Por exemplo, a instrução a seguir define um monitor de eventos que captura eventos STATEMENTS, usando os grupos de dados lógicos event_connheader, event_stmt e event_subsection. Cada uma das três tabelas de destino tem combinações diferentes de esquema, tabela e espaço de tabela:
CREATE EVENT MONITOR test FOR STATEMENTS
WRITE TO TABLE CONNHEADER,
STMT (TABLE mydept.statements),
SUBSECTION (TABLE subsections, IN mytablespace)
Supondo que o usuário riihi tenha emitido a instrução anterior, os nomes derivados e os espaços de tabela das tabelas de destino são os seguintes:
  • CONNHEADER: riihi.connheader_test no espaço de tabela padrão
  • STMT: mydept.statements no espaço de tabela padrão
  • SUBSECTION: riihi.subsections no espaço de tabela mytablespace
Se uma tabela de destino não existir quando o monitor de eventos for ativado, a ativação continuará e os dados que, de outra forma, seriam inseridos na tabela de destino serão ignorados. Da mesma forma, se um elemento do monitor não tiver uma coluna dedicada na tabela de destino, ele será ignorado.

Para monitores de eventos de gravação em tabela ativos, existe o risco de que os espaços de tabela que armazenam registros de eventos possam atingir sua capacidade. Para controlar esse risco nos espaços de mesa do DMS, é possível definir a porcentagem da capacidade do espaço de mesa na qual o monitor de eventos é desativado. Você pode especificar esse valor na cláusula PCTDEACTIVATE do comando CREATE EVENT MONITOR. Para espaços de tabela de SMS, o valor é definido como 100. Se você tiver ativado o recurso de redimensionamento automático para o espaço da tabela de destino, deverá definir o valor PCTDEACTIVATE como 100.

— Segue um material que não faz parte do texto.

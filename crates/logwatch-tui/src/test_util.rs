//! Shared fixtures for unit tests.

#![allow(clippy::unwrap_used)]

use ratatui::{Frame, Terminal, backend::TestBackend};
use serde_json::{Value, json};

use logwatch_api::ErrorRecord;

/// Draw once into an in-memory terminal and return the screen as text,
/// one line per row.
pub fn buffer_text(width: u16, height: u16, draw: impl FnOnce(&mut Frame)) -> String {
    let mut terminal = Terminal::new(TestBackend::new(width, height)).unwrap();
    terminal.draw(draw).unwrap();

    let buffer = terminal.backend().buffer();
    let mut out = String::new();
    for y in 0..buffer.area.height {
        for x in 0..buffer.area.width {
            out.push_str(buffer[(x, y)].symbol());
        }
        out.push('\n');
    }
    out
}

/// Wire JSON of an error record as the backend sends it.
pub fn record_json(id: i64, status: &str) -> Value {
    json!({
        "id": id,
        "timestamp": "2024-06-15T10:30:00.123456",
        "container_name": "web",
        "error_type": "ConnectionError",
        "error_message": format!("upstream connect error #{id}"),
        "log_content": "line 1\nline 2",
        "severity": "critical",
        "ai_analysis": "The upstream refused connections.",
        "ai_solution": null,
        "status": status
    })
}

pub fn record(id: i64, status: &str) -> ErrorRecord {
    serde_json::from_value(record_json(id, status)).unwrap()
}
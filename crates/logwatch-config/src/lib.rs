//! Configuration for the logwatch dashboard.
//!
//! A TOML file in the platform config directory, overridden by
//! `LOGWATCH_*` environment variables, translated into the transport and
//! refresh settings the TUI needs. CLI flags are applied on top by the
//! binary.

use std::path::{Path, PathBuf};
use std::time::Duration;

use directories::ProjectDirs;
use figment::{
    Figment,
    providers::{Env, Format, Serialized, Toml},
};
use serde::{Deserialize, Serialize};
use thiserror::Error;

use logwatch_api::{TlsMode, TransportConfig};

// ── Error ───────────────────────────────────────────────────────────

#[derive(Debug, Error)]
pub enum ConfigError {
    #[error("invalid {field}: {reason}")]
    Validation { field: String, reason: String },

    #[error("failed to serialize config: {0}")]
    Serialization(#[from] toml::ser::Error),

    #[error("config loading failed: {0}")]
    Figment(Box<figment::Error>),

    #[error("IO error: {0}")]
    Io(#[from] std::io::Error),
}

impl From<figment::Error> for ConfigError {
    fn from(err: figment::Error) -> Self {
        Self::Figment(Box::new(err))
    }
}

// ── TOML config structs ─────────────────────────────────────────────

/// Top-level TOML configuration.
#[derive(Debug, Clone, Default, PartialEq, Eq, Deserialize, Serialize)]
pub struct Config {
    /// Where the monitor's web API lives.
    #[serde(default)]
    pub backend: Backend,

    /// Refresh and paging behavior.
    #[serde(default)]
    pub dashboard: Dashboard,
}

#[derive(Debug, Clone, PartialEq, Eq, Deserialize, Serialize)]
pub struct Backend {
    /// Base URL of the monitor web app (e.g., "http://localhost:5000").
    #[serde(default = "default_url")]
    pub url: String,

    /// Per-request timeout in seconds.
    #[serde(default = "default_timeout")]
    pub timeout: u64,

    /// Accept invalid TLS certificates.
    #[serde(default)]
    pub insecure: bool,
}

impl Default for Backend {
    fn default() -> Self {
        Self {
            url: default_url(),
            timeout: default_timeout(),
            insecure: false,
        }
    }
}

#[derive(Debug, Clone, PartialEq, Eq, Deserialize, Serialize)]
pub struct Dashboard {
    /// Seconds between background refreshes of the error list.
    #[serde(default = "default_refresh_interval")]
    pub refresh_interval: u64,

    /// Errors per page on the error list.
    #[serde(default = "default_page_size")]
    pub page_size: u32,

    /// Rows in the dashboard's recent-errors table.
    #[serde(default = "default_recent_errors")]
    pub recent_errors: u32,

    /// Screen redraws per second.
    #[serde(default = "default_frame_rate")]
    pub frame_rate: u32,
}

impl Default for Dashboard {
    fn default() -> Self {
        Self {
            refresh_interval: default_refresh_interval(),
            page_size: default_page_size(),
            recent_errors: default_recent_errors(),
            frame_rate: default_frame_rate(),
        }
    }
}

fn default_url() -> String {
    "http://localhost:5000".into()
}
fn default_timeout() -> u64 {
    30
}
fn default_refresh_interval() -> u64 {
    30
}
fn default_page_size() -> u32 {
    20
}
fn default_recent_errors() -> u32 {
    5
}
fn default_frame_rate() -> u32 {
    30
}

impl Config {
    /// Reject values that would make the dashboard unusable.
    pub fn validate(&self) -> Result<(), ConfigError> {
        let url: url::Url = self
            .backend
            .url
            .parse()
            .map_err(|_| ConfigError::Validation {
                field: "backend.url".into(),
                reason: format!("invalid URL: {}", self.backend.url),
            })?;
        if !matches!(url.scheme(), "http" | "https") {
            return Err(ConfigError::Validation {
                field: "backend.url".into(),
                reason: format!("unsupported scheme '{}'", url.scheme()),
            });
        }
        if self.dashboard.refresh_interval == 0 {
            return Err(ConfigError::Validation {
                field: "dashboard.refresh_interval".into(),
                reason: "must be at least 1 second".into(),
            });
        }
        if self.dashboard.page_size == 0 {
            return Err(ConfigError::Validation {
                field: "dashboard.page_size".into(),
                reason: "must be at least 1".into(),
            });
        }
        if !(1..=120).contains(&self.dashboard.frame_rate) {
            return Err(ConfigError::Validation {
                field: "dashboard.frame_rate".into(),
                reason: format!("{} is outside 1-120", self.dashboard.frame_rate),
            });
        }
        Ok(())
    }

    /// HTTP transport settings for [`logwatch_api::ApiClient`].
    pub fn transport(&self) -> TransportConfig {
        let tls = if self.backend.insecure {
            TlsMode::DangerAcceptInvalid
        } else {
            TlsMode::System
        };
        TransportConfig::default()
            .with_timeout(Duration::from_secs(self.backend.timeout))
            .with_tls(tls)
    }

    /// Interval of the background error-list refresh.
    pub fn refresh_interval(&self) -> Duration {
        Duration::from_secs(self.dashboard.refresh_interval)
    }

    /// Time between redraws for the configured frame rate.
    pub fn render_interval(&self) -> Duration {
        Duration::from_secs(1) / self.dashboard.frame_rate.max(1)
    }
}

// ── Config file path ────────────────────────────────────────────────

/// Resolve the config file path via XDG / platform conventions.
pub fn config_path() -> PathBuf {
    ProjectDirs::from("com", "logwatch", "logwatch").map_or_else(
        || {
            let mut p = dirs_fallback();
            p.push("config.toml");
            p
        },
        |dirs| dirs.config_dir().join("config.toml"),
    )
}

fn dirs_fallback() -> PathBuf {
    let mut p = PathBuf::from(std::env::var("HOME").unwrap_or_else(|_| ".".into()));
    p.push(".config");
    p.push("logwatch");
    p
}

// ── Config loading ──────────────────────────────────────────────────

/// Load Config from an explicit file + environment.
///
/// A missing file is not an error: defaults and environment still apply.
/// Environment keys nest with a double underscore, e.g.
/// `LOGWATCH_BACKEND__URL` or `LOGWATCH_DASHBOARD__PAGE_SIZE`.
pub fn load_config_from(path: &Path) -> Result<Config, ConfigError> {
    let figment = Figment::new()
        .merge(Serialized::defaults(Config::default()))
        .merge(Toml::file(path))
        .merge(Env::prefixed("LOGWATCH_").split("__"));

    let config: Config = figment.extract()?;
    Ok(config)
}

// ── Config saving ───────────────────────────────────────────────────

/// Serialize config to TOML and write it to `path`, creating parent dirs.
pub fn save_config_to(cfg: &Config, path: &Path) -> Result<(), ConfigError> {
    if let Some(parent) = path.parent() {
        std::fs::create_dir_all(parent)?;
    }
    let toml_str = toml::to_string_pretty(cfg)?;
    std::fs::write(path, toml_str)?;
    Ok(())
}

Em um ambiente de banco de dados não particionado, todos os monitores de eventos de gravação em tabela são desativados quando o último aplicativo é encerrado (e o banco de dados não foi ativado explicitamente). Em um ambiente de banco de dados particionado, os monitores de eventos de gravação em tabela são desativados quando a partição do catálogo é desativada.